If so what kind of information?

Trying the branch and informing what you like or don't like would be helpful. It could be anything, e.g. insn names. As I wrote RTL insns should work for serious Ruby programs. I definitely can not say the same about JIT. Still there is a chance that RTL breaks some code. Also RTL code might be slower because not all edge cases are implemented with the same level optimization as stack code (e.g. multiple assignment) and some Ruby code can be better fit to the stack insns. It would be interesting to see such code.

MJIT is at very early stages of development. I think it will have a big chance to be successful if I achieve inlining on the path RUBY->C->Ruby for a reasonable compilation time. But even implementing this will not speed some Ruby code considerably (e.g. floating point benchmarks can not be speed up without changing representation of double/VALUE in MRI).

The project is still at very early stages. I am planning to spend
half of my work time on it at least for an year. I'll decide what to
do with the project in about year depending on where it is going to.

In the README you explain very well all the surroundings around your
choices and the possibilities.

I omitted a few other pros and cons of the choices.

That makes me believe there may be space for collaboration from
someone that is willing to get deeper into the C level code.
If there is anyway I can be helpful please say so.

Thank you. I guess if I get some considerable performance improvement, some help can be useful for more or less independent works. But unfortunately, I am not at this stage yet. I hope to get performance improvements I expect in a half year.

Once again thank you very much and keep up with your excellent
contribution making available to the rest of us the same level of
detail and conversation as much as possible.

Thank you for kind words, Daniel and Eric.

I was waiting a little bit to see the amount of reception this post
would have and surprisingly only Eric replied to you.
Why is that?

I think people need some time to evaluate the current state of the project and perspectives. It is not a traditional approach to JIT. This is what at least I would do myself. There are a lot of details in the new code. I would spend time to read sources to understand the approach better. And usually the concerned people are very busy. So it might need a few weeks.

#15 [ruby-core:80495] Updated by vmakarov (Vladimir Makarov) 29 days ago

Sorry, Matthew. I can not find your message on
https://bugs.ruby-lang.org/issues/12589. So I am sending this message
through email.

On 03/29/2017 04:36 PM, Matthew Gaudet wrote:

Hi Vladimir,

First and foremost, let me join in with others in thanking you for
opening up your experimentation. I suspect that you'd be one of the
'secret' Ruby JITs Chris Seaton was talking about [1]. One more secret
JIT to go :)

Thank you. I would not call it a secret. I wrote about it couple times
publicly. But it was a quite development. This is my first major update
about the project.

I believe that implementing JIT in MRI should be more evolutional to
be successful.

[...]

Another thing is to avoid a work duplication.

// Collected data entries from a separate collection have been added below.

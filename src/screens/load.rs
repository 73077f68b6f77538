//! Scrolling 1-minute load average graph.

use super::{Flow, Screen, ScreenContext};
use crate::display::{Font, Frame, HEIGHT, WIDTH};
use std::collections::VecDeque;
use std::time::Duration;

pub const LOAD_SAMPLE_INTERVAL: Duration = Duration::from_secs(5);
/// Graph height in pixels at the current maximum.
const GRAPH_HEIGHT: f64 = 40.0;

/// Bounded history of load samples, one graph column each.
#[derive(Debug, Clone)]
pub struct LoadHistory {
    samples: VecDeque<f64>,
    capacity: usize,
}

impl LoadHistory {
    pub fn new(capacity: usize) -> Self {
        Self {
            samples: VecDeque::with_capacity(capacity),
            capacity,
        }
    }

    pub fn push(&mut self, value: f64) {
        if self.samples.len() == self.capacity {
            self.samples.pop_front();
        }
        self.samples.push_back(value);
    }

    pub fn latest(&self) -> Option<f64> {
        self.samples.back().copied()
    }

    pub fn len(&self) -> usize {
        self.samples.len()
    }

    pub fn is_empty(&self) -> bool {
        self.samples.is_empty()
    }

    pub fn iter(&self) -> impl Iterator<Item = f64> + '_ {
        self.samples.iter().copied()
    }

    /// The last `n` samples, oldest first.
    pub fn tail(&self, n: usize) -> impl Iterator<Item = f64> + '_ {
        self.samples
            .iter()
            .skip(self.samples.len().saturating_sub(n))
            .copied()
    }

    /// Pixels per load unit so the largest sample (at least 1.0) fills the graph.
    pub fn scale(&self) -> f64 {
        let max = self.iter().fold(1.0_f64, f64::max);
        GRAPH_HEIGHT / max
    }
}

pub struct LoadScreen {
    history: LoadHistory,
}

impl Default for LoadScreen {
    fn default() -> Self {
        Self::new()
    }
}

impl LoadScreen {
    pub fn new() -> Self {
        Self {
            history: LoadHistory::new(WIDTH as usize),
        }
    }

    #[cfg(test)]
    pub fn push_sample(&mut self, value: f64) {
        self.history.push(value);
    }
}

impl Screen for LoadScreen {
    fn title(&self) -> &'static str {
        "Load Average"
    }

    fn tick_interval(&self) -> Duration {
        LOAD_SAMPLE_INTERVAL
    }

    fn update(&mut self, ctx: &mut ScreenContext<'_>) -> Flow {
        self.history.push(ctx.sampler.load_average().one);
        Flow::Continue
    }

    fn render(&self) -> Frame {
        let mut frame = Frame::new();
        match self.history.latest() {
            Some(latest) => {
                frame.text(2, 0, &format!("1m Load Avg {:.2}", latest), Font::Small, true);
                let scale = self.history.scale();
                for (x, value) in self.history.iter().enumerate() {
                    let h = (value * scale) as i32;
                    frame.line(x as i32, HEIGHT - 1 - h, x as i32, HEIGHT - 1, true);
                }
            },
            None => frame.text(2, 0, "1m Load Avg ...", Font::Small, true),
        }
        frame
    }
}

#[cfg(test)]
mod tests {
    use super::*;

    #[test]
    fn test_history_is_bounded() {
        let mut h = LoadHistory::new(3);
        for v in [1.0, 2.0, 3.0, 4.0] {
            h.push(v);
        }
        assert_eq!(h.len(), 3);
        assert_eq!(h.iter().collect::<Vec<_>>(), vec![2.0, 3.0, 4.0]);
        assert_eq!(h.tail(2).collect::<Vec<_>>(), vec![3.0, 4.0]);
        assert_eq!(h.tail(10).count(), 3);
        assert_eq!(h.latest(), Some(4.0));
    }

    #[test]
    fn test_scale_has_floor_of_one() {
        let mut h = LoadHistory::new(10);
        h.push(0.2);
        assert_eq!(h.scale(), 40.0);
        h.push(4.0);
        assert_eq!(h.scale(), 10.0);
    }

    #[test]
    fn test_render_bars() {
        let mut screen = LoadScreen::new();
        assert!(screen.render().lit_count() > 0, "placeholder header drawn");

        screen.push_sample(1.0);
        screen.push_sample(0.5);
        let frame = screen.render();
        // Full-scale sample reaches 40px above the bottom row
        assert!(frame.pixel(0, 63 - 40));
        assert!(!frame.pixel(0, 63 - 41));
        assert!(frame.pixel(1, 63 - 20));
        assert!(!frame.pixel(1, 63 - 21));
    }
}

So far, evolutionary approaches have heavily dominated the work we've
done with Ruby+OMR as well. I also recently wrote an article about what
needs to happen with Ruby+OMR [2]. One thing in that article I want to
call out is my belief that those of us working on JIT compilers for MRI
have many opportunities to share ideas, implementation and features.
My hope is that we can all keep each other in mind when working on
things.

I read your article. It was helpful. And I am agree with you about
sharing the ideas.
I haven't had a huge amount of time to go through your patches, though,
I have gone through some of it. One comment I would make is that it
seems you've got two very separate projects here: One is a re-design of
YARV as an RTL machine, and the other is MJIT, your JIT that takes
advantage of the structure of the RTL instructions. In my opinion, it is
worth considering these two projects separately. My (offhand) guess
would be that I could adapt Ruby+OMR to consume the RTL instructions in
a couple of weeks, and other (secret) JITs may be in a similar place.

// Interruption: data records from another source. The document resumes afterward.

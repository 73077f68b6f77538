//! HDD activity light show: spins the LEDs while the NAS disk is busy.

mod leds;

pub use leds::*;

use crate::error::{AppError, Result};
use crate::models::DiskCounters;
use crate::system::{diskstats, SystemSampler};
use std::time::Duration;
use tracing::{info, warn};

pub const POLL_INTERVAL: Duration = Duration::from_millis(500);
pub const BLINK_DELAY: Duration = Duration::from_millis(150);
/// Bytes moved per poll above which the show plays.
pub const ACTIVITY_THRESHOLD: u64 = 10 * 1024;
pub const SPIN_REPEATS: usize = 2;

/// Bytes read plus written between two samples. Counter resets count as idle.
pub fn activity_bytes(previous: &DiskCounters, current: &DiskCounters) -> u64 {
    current.read_bytes().saturating_sub(previous.read_bytes())
        + current.write_bytes().saturating_sub(previous.write_bytes())
}

pub fn is_busy(activity: u64) -> bool {
    activity > ACTIVITY_THRESHOLD
}

/// Lights each LED in turn, `repeats` times round.
pub async fn circular_spin(leds: &mut dyn LedBank, repeats: usize) -> Result<()> {
    for _ in 0..repeats {
        for i in 0..leds.len() {
            leds.set(i, true)?;
            tokio::time::sleep(BLINK_DELAY).await;
            leds.set(i, false)?;
        }
    }
    Ok(())
}

/// One poll: compares with `last`, then spins or turns everything off.
async fn poll_once(leds: &mut dyn LedBank, device: &str, last: &mut DiskCounters) -> Result<()> {
    let current = match diskstats::read_device(device) {
        Ok(Some(c)) => c,
        Ok(None) => return Ok(()),
        Err(e) => {
            warn!("Reading disk stats failed: {}", e);
            return Ok(());
        },
    };
    let activity = activity_bytes(last, &current);
    *last = current;

    if is_busy(activity) {
        info!("Disk activity detected: {} bytes/s, light show", activity);
        circular_spin(leds, SPIN_REPEATS).await
    } else {
        leds.all_off()
    }
}

/// Runs until Ctrl-C, then switches all LEDs off.
///
/// # Errors
///
/// Fails up front if `mount_point` is not mounted or its device has no I/O counters.
pub async fn run_light_show(leds: &mut dyn LedBank, mount_point: &str) -> Result<()> {
    let device = SystemSampler::new()
        .device_for_mount(mount_point)
        .ok_or_else(|| AppError::Hardware(format!("Could not find device for {}", mount_point)))?;
    info!("Monitoring device: {}", device);

    let mut last = diskstats::read_device(&device)?
        .ok_or_else(|| AppError::Hardware(format!("No IO stats found for device {}", device)))?;

    let shutdown = tokio::signal::ctrl_c();
    tokio::pin!(shutdown);

    let result = loop {
        tokio::select! {
            _ = &mut shutdown => {
                info!("Exiting light show");
                break Ok(());
            },
            step = async {
                tokio::time::sleep(POLL_INTERVAL).await;
                poll_once(&mut *leds, &device, &mut last).await
            } => {
                if let Err(e) = step {
                    break Err(e);
                }
            },
        }
    };

    leds.all_off()?;
    result
}

#[cfg(test)]
mod tests {
    use super::*;

    fn counters(sectors_read: u64, sectors_written: u64) -> DiskCounters {
        DiskCounters {
            reads_completed: 0,
            sectors_read,
            writes_completed: 0,
            sectors_written,
        }
    }

    #[test]
    fn test_activity_counts_read_and_write_bytes() {
        let a = counters(100, 200);
        let b = counters(110, 215);
        assert_eq!(activity_bytes(&a, &b), 25 * 512);
        assert_eq!(activity_bytes(&b, &a), 0, "counter reset");
    }

    #[test]
    fn test_threshold_is_exclusive() {
        assert!(!is_busy(ACTIVITY_THRESHOLD));
        assert!(is_busy(ACTIVITY_THRESHOLD + 1));
        // 20 sectors is exactly 10 KiB, 21 crosses it
        assert!(!is_busy(activity_bytes(&counters(0, 0), &counters(20, 0))));
        assert!(is_busy(activity_bytes(&counters(0, 0), &counters(0, 21))));
    }

    #[tokio::test(start_paused = true)]
    async fn test_spin_ends_dark() {
        let mut leds = LogLeds::new(4);
        let started = tokio::time::Instant::now();
        circular_spin(&mut leds, 2).await.unwrap();
        assert_eq!(started.elapsed(), BLINK_DELAY * 8);
        assert!(leds.states().iter().all(|s| !s));
    }

    #[tokio::test]
    async fn test_missing_mount_fails() {
        let mut leds = LogLeds::new(4);
        let err = run_light_show(&mut leds, "/definitely/not/mounted")
            .await
            .unwrap_err();
        assert_eq!(
            err.to_string(),
            "Hardware Error: Could not find device for /definitely/not/mounted"
        );
    }
}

Yes, may be you are right about separating the project. For me it is
just one project. I don't see MJIT development without RTL. I'll need a
program analysis and RTL is more adequate approach for this than stack
insns.

Your approach to MJIT certainly seems interesting. I was quite
impressed with the compile times you mentioned -- when I was first
thinking about your approach I had thought they would be quite a bit
higher.

One question I have (and this is largely for the Ruby community to
answer) is about how to measure impacts from JITs on non-performance
metrics. In this case for example, should MJIT's dynamic memory
footprint be computed as the total of the Ruby process and GCC, or
can we maybe ignore the GCC costs -- at a cost to compilation time you
could do the compiles elsewhere, and you have a clear path to
Ahead-of-Time compilation in your mind.

Yes we should measure memory footprint too to compare different JITs.

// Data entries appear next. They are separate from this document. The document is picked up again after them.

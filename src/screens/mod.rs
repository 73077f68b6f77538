//! Full-screen views reachable from the menu: information pages, toys and actions.
//!
//! Each screen is a state object. The controller calls `update` on the screen's own
//! schedule, forwards knob and rotation input, and presents `render`'s frame.
//! Dropping a screen stops it, including any background work it started.

mod action;
mod animation;
mod clock;
mod disk_space;
mod invaders;
mod life;
mod load;
mod smart;
mod uptime;

pub use action::*;
pub use animation::*;
pub use clock::*;
pub use disk_space::*;
pub use invaders::*;
pub use life::*;
pub use load::*;
pub use smart::*;
pub use uptime::*;

use crate::display::Frame;
use crate::input::InputEvent;
use crate::system::SystemSampler;
use chrono::{Local, NaiveDateTime};
use std::time::{Duration, Instant};

/// A point in time as seen by screens: monotonic for scheduling, wall clock for display.
#[derive(Debug, Clone, Copy)]
pub struct Moment {
    pub now: Instant,
    pub local: NaiveDateTime,
}

impl Moment {
    pub fn current() -> Self {
        Self {
            now: Instant::now(),
            local: Local::now().naive_local(),
        }
    }
}

/// What a screen gets access to while updating.
pub struct ScreenContext<'a> {
    pub moment: Moment,
    pub sampler: &'a mut SystemSampler,
}

#[derive(Debug, Clone, Copy, PartialEq, Eq)]
pub enum Flow {
    Continue,
    /// The screen is finished; return to the menu.
    Exit,
}

#[derive(Debug, Clone, Copy, PartialEq, Eq)]
pub enum InputOutcome {
    Handled,
    /// Not used by this screen. An ignored knob press acts like confirm and closes it.
    Ignored,
}

pub trait Screen: Send {
    fn title(&self) -> &'static str;

    /// Delay until the next `update`.
    fn tick_interval(&self) -> Duration;

    /// Rotation and knob presses. Confirm and back never reach the screen.
    fn handle_input(&mut self, _event: InputEvent, _now: Instant) -> InputOutcome {
        InputOutcome::Ignored
    }

    fn update(&mut self, ctx: &mut ScreenContext<'_>) -> Flow;

    fn render(&self) -> Frame;
}
//! Handles Command Line Interface (CLI) related functionalities.
//!
//! Includes the clap command definitions, the one-shot status/SMART/weather reports
//! and the prompts used by the interactive menu.

mod commands;
mod report;

pub use commands::*;

use crate::error::Result;
use dialoguer::{theme::ColorfulTheme, Confirm};

/// Asks before running a privileged action from the interactive menu.
pub fn confirm_action(what: &str) -> Result<bool> {
    let answer = Confirm::with_theme(&ColorfulTheme::default())
        .with_prompt(format!("Really {}?", what))
        .default(false)
        .interact_opt()?;
    Ok(answer.unwrap_or(false))
}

MJIT code itself is currently very small about 40KB. GCC code is
pretty big about 20MB (LLVM library is even bigger) but code of multiple
running instances of GCC (even hundred of them) will have the same 20MB
in memory at least on Linux.

The data created in GCC is more important. GCC is not monstrous. As any
optimizing compiler, it works by passes (in GCC there are more 300 of
them): a pass gets IR, allocates the pass data, transforms IR, and frees
the data. So the peak consumption is not big. I'd say the peak
consumption for typical ISEQ with the compiled environment would be
about couple megabytes.

GCC developers really care about data consumption and compiler speed.

There are some passes (GCSE and RA) which consume a lot of data
(sometimes the data consumption is quadratic of IR size). Still GCC is
every tunable and such behaviour can be avoided with particular options
and parameters. I suspect, other JIT implementations will have
analogous memory footprint for the data if they do inlining.

My recollection is that one of the reasons rujit was abandoned was
because its memory footprint was considered unacceptable, but, I don't
don't know how that conclusion was drawn.

It would be interesting to know all reasons why rujit was abandoned. I
suspect it was more than just the data consumption.

You can not implement JIT without consuming additional memory. May be
for some MRI environments like Heroku the additional memory consumption
can be critical. And for such environment it might be better not to use
JIT at all. Still there are other Ruby environments where people can
spare memory consumption for faster code.

At least my investigation of Oracle Graal and IBM OMR was very helpful.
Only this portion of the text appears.